The pregnant woman was a sight that offended Victorian morality beyond measure. She locked herself within four walls, hid the "shame" from herself with the help of a dress of a special cut. God forbid to mention in a conversation that she is “pregnant” - only “in an interesting situation” or “in happy waiting”.

It was believed that a sick woman was more worthy to die than to allow a male doctor to perform “shameful” medical manipulations on her. Doctors' offices were equipped with blank screens with a hole for one hand, so that the physician could feel the pulse or touch the patient's forehead to determine the heat.

statistical fact
: in the years 1830-1870, about 40% of English women remained unmarried, although there was no shortage of men. And the point here is not only the difficulties of courtship - the matter also rested on class and group prejudices: the concept of misalliance (unequal marriage) was brought to the point of absurdity.

Who to whom is a couple and not a couple - was solved at the level of a complex algebraic problem. Thus, the conflict that occurred between their ancestors in the 15th century could prevent the marriage of the offspring of two aristocratic families.
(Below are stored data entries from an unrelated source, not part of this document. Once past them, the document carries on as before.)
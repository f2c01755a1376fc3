//! Board representation for Gomoku

pub mod bitboard;
pub mod board;
pub mod coord;

#[cfg(test)]
mod tests;

// Re-exports
pub use bitboard::Bitboard;
pub use board::{Board, Cell, CellValue};
pub use coord::CoordError;

/// Board size (19x19)
pub const BOARD_SIZE: usize = 19;
pub const TOTAL_CELLS: usize = BOARD_SIZE * BOARD_SIZE; // 361

/// Number of stones in a row needed to win
pub const WIN_LENGTH: usize = 5;

/// Stone colors
#[derive(Debug, Clone, Copy, PartialEq, Eq, Hash)]
pub enum Stone {
    Empty,
    Black,
    White,
}

impl Stone {
    /// Get opponent color
    #[inline]
    pub fn opponent(self) -> Stone {
        match self {
            Stone::Black => Stone::White,
            Stone::White => Stone::Black,
            Stone::Empty => Stone::Empty,
        }
    }

    /// Slot of a player color in per-color tables (Black = 0, White = 1).
    ///
    /// Panics on `Stone::Empty`, which never owns per-color state.
    #[inline]
    pub fn index(self) -> usize {
        match self {
            Stone::Black => 0,
            Stone::White => 1,
            Stone::Empty => panic!("Stone::Empty has no per-color slot"),
        }
    }

    #[inline]
    pub fn is_player(self) -> bool {
        self != Stone::Empty
    }
}

/// The four line directions a frame can run in.
///
/// Ordering matters: frames anchored at the same cell are numbered in this order.
#[derive(Debug, Clone, Copy, PartialEq, Eq, Hash, PartialOrd, Ord)]
pub enum Direction {
    /// `-` left to right
    Horizontal,
    /// `\` left to right, moving toward row 1
    DiagonalDown,
    /// `|` bottom to top
    Vertical,
    /// `/` left to right, moving toward row 19
    DiagonalUp,
}

impl Direction {
    pub const ALL: [Direction; 4] = [
        Direction::Horizontal,
        Direction::DiagonalDown,
        Direction::Vertical,
        Direction::DiagonalUp,
    ];

    /// Row/column step of one cell along this direction
    #[inline]
    pub fn delta(self) -> (i32, i32) {
        match self {
            Direction::Horizontal => (0, 1),
            Direction::DiagonalDown => (-1, 1),
            Direction::Vertical => (1, 0),
            Direction::DiagonalUp => (1, 1),
        }
    }

    #[inline]
    pub fn index(self) -> usize {
        self as usize
    }

    /// Single-character symbol used by the debug console
    pub fn symbol(self) -> char {
        match self {
            Direction::Horizontal => '-',
            Direction::DiagonalDown => '\\',
            Direction::Vertical => '|',
            Direction::DiagonalUp => '/',
        }
    }

    pub fn from_symbol(c: char) -> Option<Direction> {
        Direction::ALL.into_iter().find(|d| d.symbol() == c)
    }
}

/// Position on the board
#[derive(Debug, Clone, Copy, PartialEq, Eq, Hash)]
pub struct Pos {
    pub row: u8,
    pub col: u8,
}

impl Pos {
    #[inline]
    pub fn new(row: u8, col: u8) -> Self {
        debug_assert!(row < BOARD_SIZE as u8 && col < BOARD_SIZE as u8);
        Self { row, col }
    }

    /// Center of the board
    pub const CENTER: Pos = Pos {
        row: (BOARD_SIZE / 2) as u8,
        col: (BOARD_SIZE / 2) as u8,
    };

    #[inline]
    pub fn to_index(self) -> usize {
        self.row as usize * BOARD_SIZE + self.col as usize
    }

    #[inline]
    pub fn from_index(idx: usize) -> Self {
        Self {
            row: (idx / BOARD_SIZE) as u8,
            col: (idx % BOARD_SIZE) as u8,
        }
    }

    #[inline]
    pub fn is_valid(row: i32, col: i32) -> bool {
        row >= 0 && row < BOARD_SIZE as i32 && col >= 0 && col < BOARD_SIZE as i32
    }

    /// Whether this position lies on the board
    #[inline]
    pub fn in_bounds(self) -> bool {
        (self.row as usize) < BOARD_SIZE && (self.col as usize) < BOARD_SIZE
    }

    /// Step `steps` cells along a direction, or `None` when that leaves the board
    #[inline]
    pub fn step(self, dir: Direction, steps: i32) -> Option<Pos> {
        let (dr, dc) = dir.delta();
        let r = self.row as i32 + dr * steps;
        let c = self.col as i32 + dc * steps;
        if Pos::is_valid(r, c) {
            Some(Pos::new(r as u8, c as u8))
        } else {
            None
        }
    }

    /// Chebyshev distance to the center, used as a tie-breaker
    #[inline]
    pub fn center_distance(self) -> u8 {
        let dr = (self.row as i32 - Pos::CENTER.row as i32).unsigned_abs();
        let dc = (self.col as i32 - Pos::CENTER.col as i32).unsigned_abs();
        dr.max(dc) as u8
    }
}

impl PartialOrd for Pos {
    fn partial_cmp(&self, other: &Self) -> Option<std::cmp::Ordering> {
        Some(self.cmp(other))
    }
}

impl Ord for Pos {
    fn cmp(&self, other: &Self) -> std::cmp::Ordering {
        self.to_index().cmp(&other.to_index())
    }
}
A successful rural merchant did not dare to marry his daughter to the butler's son, for the representative of the "senior master's servants", even without a penny behind his soul, stood immeasurably higher than the shopkeeper on the social ladder.

However, harsh Victorian rules were introduced into English society only to the level of the lower middle class. Common people - peasants, factory workers, small traders, sailors and soldiers - lived very differently. It was in high society that children were innocent angels who had to be protected from the world in every possible way - children from the lower social strata began working in mines or factories as early as 5-6 years old ... What can we say about other aspects of life. Ordinary people have never heard of all sorts of politeness in relations between the sexes ...

Born a little before the accession of Her Majesty, Victorianism died before her. This is well seen in English literature. The three Brontë sisters are complete mature Victorians. The late Dickens recorded signs of the destruction of the Victorian codex. And Shaw and Wells have only described the "Canterville Ghost" of the Victorian era.